The extra banana and coke helped out for the next 10K, but the stage was set.
During this stretch, between 30-40K, I noticed that the ice, which was softened with all of the abuse, was turning very, very slickery. We had worn a few bare spots through the fields, which were nice. But for the most part, it was still ice and snow. These long stretches of ice and snow offered little traction. Based on feel, I figure that there were two separate 1-2km stretches where we were lucky to have 40-50% of our energy translated into forward movement.
The rest of the energy was strictly “Scooby Doo” motion. You know, when Scooby and Shaggy start running when they see a “ghost” and their legs just spin in place. That kind of motion.
I rolled through the marathon (42.2km/26.2mi) at 4:40. Not great, but not horrible. Putting it into context with the sub-2:00 half, I realized what was going on. But I didn’t realize how much “fun” the last five miles were going to be.
Not soon after the marathon, the wheels came off. Not gently. But with great force. Folks talk about hitting a wall; this wasn’t a wall, but my legs turning to stone. All other systems were go, but the legs had had enough.

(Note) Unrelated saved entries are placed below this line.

//! Placing an order.
//!
//! Everything happens in one transaction: the cart is re-priced, the coupon
//! is locked and counted, stock is taken with guarded updates and the order
//! is written with snapshot titles and prices. Any failure rolls it all back.

use chrono::{DateTime, Utc};
use rust_decimal::Decimal;
use serde::Deserialize;
use sqlx::PgPool;
use thiserror::Error;
use tracing::instrument;

use jouwwinkel_core::cart::{Cart, CartItem, CartTotals, PricedLine, ShippingRule};
use jouwwinkel_core::coupon::CouponError;
use jouwwinkel_core::models::{Order, ShippingAddress};
use jouwwinkel_core::stock::{self, StockSource, StockTake};
use jouwwinkel_core::validation::ValidationErrors;
use jouwwinkel_core::{CustomerId, Email, PaymentMethod};

use super::cart::{CatalogSnapshot, build_lines};
use crate::db::orders::{self, NewOrder, NewOrderLine};
use crate::db::{RepositoryError, coupons};

const MAX_NAME: usize = 120;
const MAX_PHONE: usize = 32;
const MAX_STREET: usize = 200;
const MAX_POSTAL_CODE: usize = 16;
const MAX_CITY: usize = 100;
const MAX_COUNTRY: usize = 60;
const MAX_NOTES: usize = 1000;

/// Errors that stop an order from being placed.
#[derive(Debug, Error)]
pub enum CheckoutError {
    #[error("the cart is empty")]
    EmptyCart,

    /// Items disappeared from the catalog since the cart was last shown.
    #[error("some items in the cart are no longer available")]
    CartChanged,

    #[error("not enough stock for {title}")]
    OutOfStock { title: String },

    #[error("{0}")]
    Coupon(#[from] CouponError),

    #[error("invalid checkout details")]
    Invalid(ValidationErrors),

    #[error("database error: {0}")]
    Repository(#[from] RepositoryError),
}

impl From<sqlx::Error> for CheckoutError {
    fn from(e: sqlx::Error) -> Self {
        Self::Repository(RepositoryError::Database(e))
    }
}

/// Address fields as posted by the checkout and profile forms.
#[derive(Debug, Clone, Default, Deserialize)]
pub struct AddressForm {
    #[serde(default)]
    pub full_name: String,
    #[serde(default)]
    pub phone: String,
    #[serde(default)]
    pub street: String,
    #[serde(default)]
    pub postal_code: String,
    #[serde(default)]
    pub city: String,
    #[serde(default)]
    pub country: String,
}

impl AddressForm {
    /// Validate into an address. Checkout needs a complete address; the
    /// profile only needs a name.
    ///
    /// # Errors
    ///
    /// Returns every field problem at once.
    pub fn validate(&self, complete: bool) -> Result<ShippingAddress, ValidationErrors> {
        let mut errors = ValidationErrors::new();
        let full_name = errors.text("full_name", &self.full_name, MAX_NAME, true);
        let phone = errors.text("phone", &self.phone, MAX_PHONE, false);
        let street = errors.text("street", &self.street, MAX_STREET, complete);
        let postal_code = errors
            .text("postal_code", &self.postal_code, MAX_POSTAL_CODE, complete)
            .to_uppercase();
        let city = errors.text("city", &self.city, MAX_CITY, complete);
        let country = errors
            .optional_text("country", &self.country, MAX_COUNTRY)
            .unwrap_or_else(|| ShippingAddress::DEFAULT_COUNTRY.to_owned());

        errors.into_result(ShippingAddress {
            full_name,
            phone,
            street,
            postal_code,
            city,
            country,
        })
    }
}

impl From<&ShippingAddress> for AddressForm {
    fn from(address: &ShippingAddress) -> Self {
        Self {
            full_name: address.full_name.clone(),
            phone: address.phone.clone(),
            street: address.street.clone(),
            postal_code: address.postal_code.clone(),
            city: address.city.clone(),
            country: address.country.clone(),
        }
    }
}

/// Who is ordering and where it goes.
#[derive(Debug, Clone)]
pub struct CheckoutRequest {
    pub customer_id: CustomerId,
    pub email: Email,
    pub address: ShippingAddress,
    pub payment_method: PaymentMethod,
    pub notes: String,
}

/// Validate the free-text order notes.
///
/// # Errors
///
/// Returns `CheckoutError::Invalid` when the notes are too long.
pub fn validate_notes(raw: &str) -> Result<String, CheckoutError> {
    let mut errors = ValidationErrors::new();
    let notes = errors.text("notes", raw, MAX_NOTES, false);
    errors.into_result(notes).map_err(CheckoutError::Invalid)
}

fn quantity(line: &PricedLine) -> i32 {
    i32::try_from(line.quantity).unwrap_or(i32::MAX)
}

fn order_line(line: &PricedLine) -> NewOrderLine {
    let (product_id, variant_id, combo_id) = match line.item {
        CartItem::Product {
            product_id,
            variant_id,
        } => (Some(product_id), variant_id, None),
        CartItem::Combo { combo_id } => (None, None, Some(combo_id)),
    };
    NewOrderLine {
        product_id,
        variant_id,
        combo_id,
        title: line.title.clone(),
        variant_label: line.variant_label.clone(),
        unit_price: line.unit_price,
        quantity: quantity(line),
        line_total: line.line_total(),
    }
}

/// The stock counters a line draws from: its variant, its product, or every
/// component of its combo at the recipe loaded for this checkout.
fn stock_takes(line: &PricedLine, snapshot: &CatalogSnapshot) -> Vec<StockTake> {
    let qty = quantity(line);
    match line.item {
        CartItem::Product {
            product_id,
            variant_id: Some(variant_id),
        } => vec![StockTake::new(
            StockSource::Variant {
                product_id,
                variant_id,
            },
            qty,
        )],
        CartItem::Product {
            product_id,
            variant_id: None,
        } => vec![StockTake::new(StockSource::Product(product_id), qty)],
        CartItem::Combo { combo_id } => snapshot
            .combo_items
            .get(&combo_id)
            .into_iter()
            .flatten()
            .map(|component| {
                StockTake::new(
                    StockSource::Product(component.product_id),
                    component.quantity.saturating_mul(qty),
                )
            })
            .collect(),
    }
}

/// Place an order for the cart.
///
/// The cart itself is not modified; the caller clears it on success.
///
/// # Errors
///
/// Returns `CheckoutError::EmptyCart` or `CheckoutError::CartChanged` when
/// the cart cannot be ordered as shown, `CheckoutError::OutOfStock` for the
/// first line that cannot be filled, `CheckoutError::Coupon` when the coupon
/// no longer applies, and `CheckoutError::Repository` for database failures.
#[instrument(skip_all, fields(customer_id = %request.customer_id))]
pub async fn place_order(
    pool: &PgPool,
    cart: &Cart,
    rule: &ShippingRule,
    request: CheckoutRequest,
    now: DateTime<Utc>,
) -> Result<Order, CheckoutError> {
    if cart.is_empty() {
        return Err(CheckoutError::EmptyCart);
    }

    let mut tx = pool.begin().await?;

    let snapshot = CatalogSnapshot::load(&mut tx, cart).await?;
    let (lines, dropped) = build_lines(cart, &snapshot);
    if !dropped.is_empty() {
        return Err(CheckoutError::CartChanged);
    }
    if lines.is_empty() {
        return Err(CheckoutError::EmptyCart);
    }

    let subtotal: Decimal = lines.iter().map(PricedLine::line_total).sum();
    let (coupon_code, discount) = match cart.coupon_code() {
        Some(code) => {
            let coupon = coupons::lock_by_code(&mut *tx, code)
                .await?
                .ok_or(CouponError::Unknown)?;
            let discount = coupon.discount_for(subtotal, now)?;
            if !coupons::record_use(&mut *tx, &coupon.code).await? {
                return Err(CouponError::UsageLimitReached.into());
            }
            (Some(coupon.code), discount)
        }
        None => (None, Decimal::ZERO),
    };

    let mut taken = Vec::with_capacity(lines.len());
    for line in &lines {
        let takes = stock_takes(line, &snapshot);
        for take in &takes {
            if !stock::take(&mut tx, *take).await? {
                tracing::info!(item = %line.item, "Checkout stopped on insufficient stock");
                return Err(CheckoutError::OutOfStock {
                    title: line.title.clone(),
                });
            }
        }
        taken.push(takes);
    }

    let totals = CartTotals::compute(&lines, discount, rule);
    let order = orders::insert_order(
        &mut tx,
        &NewOrder {
            customer_id: request.customer_id,
            email: request.email,
            payment_method: request.payment_method,
            address: request.address,
            subtotal: totals.subtotal,
            discount_total: totals.discount,
            shipping_fee: totals.shipping,
            total: totals.total,
            coupon_code,
            notes: request.notes,
        },
    )
    .await?;

    for (line, takes) in lines.iter().zip(&taken) {
        let line_id = orders::insert_line(&mut tx, order.id, &order_line(line)).await?;
        stock::record(&mut tx, line_id, takes).await?;
    }

    tx.commit().await?;

    tracing::info!(order_id = %order.id, total = %order.total, "Order placed");
    Ok(order)
}

#[cfg(test)]
#[allow(clippy::unwrap_used)]
mod tests {
    use jouwwinkel_core::models::ComboItem;
    use jouwwinkel_core::{ComboId, ProductId, VariantId};

    use super::*;

    fn form() -> AddressForm {
        AddressForm {
            full_name: " Sanne de Vries ".to_owned(),
            phone: String::new(),
            street: "Keizersgracht 1".to_owned(),
            postal_code: "1015 cj".to_owned(),
            city: "Amsterdam".to_owned(),
            country: String::new(),
        }
    }

    #[test]
    fn test_complete_address() {
        let address = form().validate(true).unwrap();
        assert_eq!(address.full_name, "Sanne de Vries");
        assert_eq!(address.postal_code, "1015 CJ");
        assert_eq!(address.country, ShippingAddress::DEFAULT_COUNTRY);
    }

    #[test]
    fn test_checkout_requires_street_and_city() {
        let mut input = form();
        input.street.clear();
        input.city = "  ".to_owned();
        let errors = input.validate(true).unwrap_err();
        assert!(errors.get("street").is_some());
        assert!(errors.get("city").is_some());
        assert!(errors.get("full_name").is_none());
    }

    #[test]
    fn test_profile_allows_missing_address() {
        let input = AddressForm {
            full_name: "Sanne".to_owned(),
            ..AddressForm::default()
        };
        assert!(input.validate(false).is_ok());
    }

    #[test]
    fn test_country_is_kept_when_given() {
        let mut input = form();
        input.country = " Belgium ".to_owned();
        assert_eq!(input.validate(true).unwrap().country, "Belgium");
        input.country = "x".repeat(MAX_COUNTRY + 1);
        assert!(input.validate(true).unwrap_err().get("country").is_some());
    }

    #[test]
    fn test_order_line_references() {
        let mut line = PricedLine {
            item: CartItem::product(ProductId::new(4), Some(VariantId::new(9))),
            title: "Shirt".to_owned(),
            slug: "shirt".to_owned(),
            variant_label: Some("Red / M".to_owned()),
            image_url: None,
            unit_price: Decimal::new(1250, 2),
            quantity: 3,
            available: Some(10),
        };
        let row = order_line(&line);
        assert_eq!(row.product_id, Some(ProductId::new(4)));
        assert_eq!(row.variant_id, Some(VariantId::new(9)));
        assert_eq!(row.combo_id, None);
        assert_eq!(row.line_total, Decimal::new(3750, 2));

        line.item = CartItem::combo(ComboId::new(2));
        let row = order_line(&line);
        assert_eq!(row.product_id, None);
        assert_eq!(row.combo_id, Some(ComboId::new(2)));
    }

    #[test]
    fn test_stock_takes_follow_the_line() {
        let mut snapshot = CatalogSnapshot::default();
        snapshot.combo_items.insert(
            ComboId::new(2),
            vec![
                ComboItem {
                    combo_id: ComboId::new(2),
                    product_id: ProductId::new(5),
                    quantity: 2,
                },
                ComboItem {
                    combo_id: ComboId::new(2),
                    product_id: ProductId::new(6),
                    quantity: 1,
                },
            ],
        );
        let mut line = PricedLine {
            item: CartItem::combo(ComboId::new(2)),
            title: "Starter".to_owned(),
            slug: "starter".to_owned(),
            variant_label: None,
            image_url: None,
            unit_price: Decimal::new(2500, 2),
            quantity: 3,
            available: Some(4),
        };
        assert_eq!(
            stock_takes(&line, &snapshot),
            vec![
                StockTake::new(StockSource::Product(ProductId::new(5)), 6),
                StockTake::new(StockSource::Product(ProductId::new(6)), 3),
            ]
        );

        line.item = CartItem::product(ProductId::new(4), Some(VariantId::new(9)));
        assert_eq!(
            stock_takes(&line, &snapshot),
            vec![StockTake::new(
                StockSource::Variant {
                    product_id: ProductId::new(4),
                    variant_id: VariantId::new(9),
                },
                3,
            )]
        );

        line.item = CartItem::product(ProductId::new(4), None);
        assert_eq!(
            stock_takes(&line, &snapshot),
            vec![StockTake::new(StockSource::Product(ProductId::new(4)), 3)]
        );
    }

    #[test]
    fn test_notes_length() {
        assert_eq!(validate_notes("  leave at door ").unwrap(), "leave at door");
        assert!(matches!(
            validate_notes(&"x".repeat(MAX_NOTES + 1)),
            Err(CheckoutError::Invalid(_))
        ));
    }
}
//! 舵机总线编解码与位姿模型的属性测试

use arm_protocol::*;
use proptest::prelude::*;

fn sync_write_for(pose: &ArmPose) -> BusPacket {
    let entries = pose.sync_entries();
    let refs: Vec<(u8, &[u8])> = entries.iter().map(|(id, p)| (*id, p.as_slice())).collect();
    build_sync_write(REG_GOAL_POSITION_L, JOINT_PARAM_LEN, &refs).unwrap()
}

fn arb_pose() -> impl Strategy<Value = ArmPose> {
    (
        prop::array::uniform6((any::<u16>(), any::<u16>(), any::<u16>())),
        any::<u32>(),
    )
        .prop_map(|(joints, settle)| {
            ArmPose::new(joints.map(|(p, d, s)| JointTarget::new(p, d, s)), settle)
        })
}

proptest! {
    #[test]
    fn ping_checksum_verifies(id in any::<u8>()) {
        let pkt = build_ping(id);
        prop_assert_eq!(pkt.len(), 6);
        prop_assert!(pkt.verify_checksum());
        prop_assert_eq!(BusPacket::from_bytes(pkt.as_bytes()).unwrap(), pkt);
    }

    #[test]
    fn read_checksum_verifies(id in any::<u8>(), addr in any::<u8>(), len in any::<u8>()) {
        let pkt = build_read(id, addr, len);
        prop_assert_eq!(pkt.len(), 8);
        prop_assert!(pkt.verify_checksum());
        prop_assert_eq!(pkt.params(), &[addr, len][..]);
    }

    #[test]
    fn write_checksum_verifies(
        id in any::<u8>(),
        addr in any::<u8>(),
        payload in prop::collection::vec(any::<u8>(), 0..32),
    ) {
        let pkt = build_write(id, addr, &payload).unwrap();
        prop_assert!(pkt.verify_checksum());
        prop_assert_eq!(pkt.length_field() as usize, payload.len() + 3);
        prop_assert_eq!(&pkt.params()[1..], payload.as_slice());
    }

    #[test]
    fn sync_write_layout(pose in arb_pose()) {
        let pkt = sync_write_for(&pose);
        let bytes = pkt.as_bytes();

        prop_assert_eq!(bytes.len(), 8 + JOINT_COUNT * 7);
        prop_assert!(pkt.verify_checksum());
        prop_assert_eq!(pkt.device_id(), BROADCAST_ID);
        for i in 0..JOINT_COUNT {
            let entry = &bytes[7 + i * 7..7 + (i + 1) * 7];
            prop_assert_eq!(entry[0], BASE_ID + i as u8);
            prop_assert_eq!(&entry[1..], &pose.joints[i].encode()[..]);
        }
    }

    #[test]
    fn corrupted_byte_is_detected(
        id in any::<u8>(),
        payload in prop::collection::vec(any::<u8>(), 1..16),
        flip in 1u8..=255,
        at in any::<prop::sample::Index>(),
    ) {
        let pkt = build_write(id, REG_GOAL_POSITION_L, &payload).unwrap();
        let mut bytes = pkt.as_bytes().to_vec();
        // 只破坏参数区，长度字段保持不变
        let pos = idx::PARAM_0 + at.index(bytes.len() - idx::PARAM_0 - 1);
        bytes[pos] ^= flip;
        let is_checksum_mismatch = matches!(
            BusPacket::from_bytes(&bytes),
            Err(ProtocolError::ChecksumMismatch { .. })
        );
        prop_assert!(is_checksum_mismatch);
    }

    #[test]
    fn joint_target_always_in_range(p in any::<u16>(), d in any::<u16>(), s in any::<u16>()) {
        let t = JointTarget::new(p, d, s);
        prop_assert!(t.position() <= POSITION_MAX);
        prop_assert!(t.speed() <= SPEED_MAX);
        prop_assert_eq!(t.duration_ms(), d);
        if p <= POSITION_MAX {
            prop_assert_eq!(t.position(), p);
        }
    }

    #[test]
    fn arbitrary_command_buffers_never_panic(buf in prop::collection::vec(any::<u8>(), 0..24)) {
        match ArmCommand::parse(&buf) {
            Ok(cmd) => prop_assert!(buf.len() >= cmd.op_code().min_len()),
            Err(ProtocolError::Empty) => prop_assert!(buf.is_empty()),
            Err(ProtocolError::UnknownOpCode(op)) => prop_assert_eq!(op, buf[0]),
            Err(ProtocolError::TooShort { expected, actual, .. }) => {
                prop_assert!(actual < expected);
            },
            Err(other) => prop_assert!(false, "unexpected error {:?}", other),
        }
    }
}

#[test]
fn status_packet_roundtrip_through_wire() {
    let reply = StatusPacket::new(3, 0, &2048u16.to_le_bytes());
    let wire = reply.to_bytes();
    assert_eq!(wire.len(), StatusPacket::expected_len(2));
    let parsed = StatusPacket::parse(&wire).unwrap();
    assert_eq!(parsed.data_u16_le(), Some(2048));
    assert_eq!(parsed.device_id, 3);
}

Right about that time, the snow started drifting gently down. All day long it had been cloudy, with a stiff cold breeze. But no snow. Slowly the spigot was opened and pretty soon it was dumping. Well, without a breeze, it would have been dumping. With the wind that we had, the runs through the field were interesting in the sideways snow that dropped visibility down to less than 100 meters at times. Once in the forest, the flakes drifted down, making for beautiful scenes. At right, that’s me crossing the timing mat at 45K (28 miles); Goddess asked me how I was doing and I said “I’m still alive”.
The saving grace of the new snow was that it increased our traction over the ice. Too bad my legs weren’t there to take advantage of it. But this is where my stubbornness pays off – I just put my head down and keep moving forward. Which got me to the end.
5:51:46, almost an hour longer than I had hoped. But a good time considering the conditions. Another surprise, once I downloaded the data and ran the route through the terrain maps, was that the “flat” course had a total of 1,230’ of climbing/descending through the 50K. Those gentle rolling fields were sneaky, I tell you.
Am I disappointed? Nope. Not in the slightest. Could I have run a better race? Absolutely. Even though I’ve been racing a while and have learned a lot, I learn better from my mistakes. And in this race, there were plenty of learning opportunities.
So right now the legs are tighter than they’ve been in a long, long time. The stairs are my nemesis today, especially going down.
And I’m already looking for another marathon in a few months time.